Suresh Surendranath Nair appeared to have it all: he was an eminent brain surgeon with an annual income of several million dollars and a luxury apartment on Sydney Harbour.
But Nair had two addictions - cocaine and call girls - and they caused his downfall, it is alleged, as well as visiting tragedy on two families. Two women died of cocaine overdoses after the 41-year-old supplied them with large quantities of the drug during group sex sessions, a Sydney court heard this week.
Nair was committed for trial, charged with the murder of Suellen Domingues-Zaupa, 23, in November 2009, and the manslaughter of another prostitute, Victoria McIntyre, 22, nine months earlier.
A forensic scientist told Downing Street Local Court that McIntyre had one of the highest blood-cocaine readings he had encountered in 32 years in the job.
Sydney media reported that medical authorities were aware of his drug problem as long ago as 2004 but allowed him to continue practising at the Nepean Hospital in western Sydney.
The court heard evidence from a string of escort agents who worked with McIntyre and Brazilian-born Domingues-Zaupa.
One of them, Carmen Hernandez-Cardona, who accompanied Domingues-Zaupa to Nair's flat, testified that he refused to call an ambulance after she had a seizure in his bedroom following a four-hour cocaine binge.
Hernandez-Cardona, from Colombia, also claimed that the former neurosurgeon - who was suspended from duty only after the second death - offered her thousands of dollars to keep quiet. Rather than summon help, she said, he snorted more cocaine as Domingues-Zaupa lay naked and dying on his bed.
He tried to give her a sedative and some water, telling Hernandez-Cardona: "I'm a doctor, trust me, she will get better."
Another call girl, identified only as Emily, was one of five women hired by Nair the night McIntyre died in February 2009. After taking 15 lines of cocaine, with Nair urging her to "do more, do more, do more", she went out to buy a sedative, Xanax. She told the court that when she returned, she found an ambulance and police officers at the Elizabeth Bay apartment.
According to the Sydney Morning Herald, the Malaysian-born, Australian-trained surgeon was suspended by the NSW Medical Board in 2004 after failing mandatory drug urine tests. Permitted to return to his post under supervision, he was suspended again in 2008 following a medical negligence complaint but was re-employed last year.
While under investigation in relation to McIntyre's death, Nair continued working at the Nepean. The Medical Board has since said it was not aware of the first overdose incident until he was arrested over the second. Remanded in custody in January after breaching his bail conditions, which required him not to take cocaine or associate with sex workers (police spotted him doing both), he was "savagely" attacked in jail by a fellow prisoner.

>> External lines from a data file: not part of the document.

//! Handler trait - the backend-specific capability set
//!
//! A handler owns (a share of) one backend session and serves the domain
//! messages of a connection. Capabilities a backend does not offer keep the
//! default implementation, which logs and answers with a typed
//! "not supported" error.

use std::sync::Arc;

use async_trait::async_trait;
use tracing::{debug, warn};

use crate::error::{HandlerError, HandlerResult};
use crate::message::{
    ConnectionId, DomainMessage, GetRequest, PermissionsEditRequest, ResponseMessage, SetRequest,
    SubscribeRequest, TimeseriesGetRequest, UnsubscribeRequest,
};

fn unsupported(capability: &str) -> HandlerError {
    warn!(capability, "Capability is not implemented by this handler");
    HandlerError::NotSupported(capability.to_string())
}

/// Backend-specific implementation of the gateway operations
#[async_trait]
pub trait Handler: Send + Sync {
    /// Handler name for logs
    fn name(&self) -> &str;

    /// Open or refresh the backend session. Must be idempotent.
    async fn authenticate_and_connect(&self) -> HandlerResult<()> {
        warn!(handler = self.name(), "authenticate_and_connect is not implemented");
        Ok(())
    }

    async fn get(&self, _conn: ConnectionId, _req: &GetRequest) -> HandlerResult<ResponseMessage> {
        Err(unsupported("get"))
    }

    async fn set(&self, _conn: ConnectionId, _req: &SetRequest) -> HandlerResult<ResponseMessage> {
        Err(unsupported("set"))
    }

    async fn subscribe(
        &self,
        _conn: ConnectionId,
        _req: &SubscribeRequest,
    ) -> HandlerResult<ResponseMessage> {
        Err(unsupported("subscribe"))
    }

    async fn unsubscribe(
        &self,
        _conn: ConnectionId,
        _req: &UnsubscribeRequest,
    ) -> HandlerResult<ResponseMessage> {
        Err(unsupported("unsubscribe"))
    }

    async fn timeseries_get(
        &self,
        _conn: ConnectionId,
        _req: &TimeseriesGetRequest,
    ) -> HandlerResult<ResponseMessage> {
        Err(unsupported("timeseries/get"))
    }

    async fn permissions_edit(
        &self,
        _conn: ConnectionId,
        _req: &PermissionsEditRequest,
    ) -> HandlerResult<ResponseMessage> {
        Err(unsupported("permissions/edit"))
    }

    /// Drop every subscription held by `conn`. Must be idempotent.
    async fn unsubscribe_client(&self, conn: ConnectionId) {
        warn!(handler = self.name(), connection = %conn, "unsubscribe_client is not implemented");
    }
}

/// Builds one handler per accepted connection
pub trait HandlerFactory: Send + Sync {
    fn create_handler(&self) -> Arc<dyn Handler>;

    /// Release shared resources (listeners, timers) at process shutdown
    fn shutdown(&self) {}
}

/// Route a domain message to the matching handler capability.
///
/// Errors become an `Error` response carrying the request id.
pub async fn dispatch(
    handler: &dyn Handler,
    conn: ConnectionId,
    message: &DomainMessage,
) -> ResponseMessage {
    debug!(
        connection = %conn,
        method = message.method(),
        instance = message.instance(),
        path = message.path(),
        "Dispatching message"
    );

    let result = match message {
        DomainMessage::Get(req) => handler.get(conn, req).await,
        DomainMessage::Set(req) => handler.set(conn, req).await,
        DomainMessage::Subscribe(req) => handler.subscribe(conn, req).await,
        DomainMessage::Unsubscribe(req) => handler.unsubscribe(conn, req).await,
        DomainMessage::TimeseriesGet(req) => handler.timeseries_get(conn, req).await,
        DomainMessage::PermissionsEdit(req) => handler.permissions_edit(conn, req).await,
    };

    match result {
        Ok(response) => response,
        Err(err) => {
            debug!(connection = %conn, error = %err, "Handler returned an error");
            ResponseMessage::from_error(&err, message.request_id().cloned())
        }
    }
}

Hernandez-Cardona told the magistrate, Carolyn Barkell, that Nair paid her A$26,000 ($34,300) for the night, including taking part in group sex without a condom. All the participants stripped off, she said, then used a A$50 note to snort lines of cocaine which she described as "strong ... close to pure".
Alarmed when her colleague began to shake uncontrollably and struggle for breath, she tried to call the emergency services, but the surgeon took her mobile phone, telling her Domingues-Zaupa just needed to sleep.
The Colombian said: "I put a pillow [under] her head and she was trying to breathe ... blood and saliva [were] coming out of her mouth."
Domingues-Zaupa stopped shaking and her face turned purple, upon which Nair tried to revive her. However, Hernandez-Cardona said: "It was too late. She was dead."
The brain surgeon continued to take cocaine, "acting like nothing had happened" and appearing "relaxed". He then telephoned two men, who turned up at the flat.
"He said to me [that] I don't go to anyone, I don't talk to anyone and he give me A$50,000," Hernandez-Cardona said.
"I say no. If I accept this money, it's ... like I kill her, and I didn't."
Timothy Green, an emergency ward doctor at Sydney's Royal Prince Alfred Hospital, examined the Brazilian woman's body. He told the court that "any medical practitioner" - but particularly a neurosurgeon - would have known at the first sign of a seizure that an ambulance was needed. He said there would have been a 20-minute window during which paramedics might have saved Domingues-Zaupa.
Juliet Lancaster, another prostitute who was at the apartment that night, told the court she snorted 25 lines of cocaine but had no qualms about taking drugs with Nair. "He was a doctor; I was in pretty safe hands," she said.
At an earlier bail hearing, a psychiatrist, Rosalie Wilcox, testified that Nair's cocaine habit helped him to cope with stress, and with frequently having to deal with "life or death situations".
The Herald reported that two medical negligence complaints were made against the surgeon in recent years. He was accused of botching two spinal operations, one of which led to a patient needing corrective surgery, while the other left a woman incontinent and with a partially paralysed leg.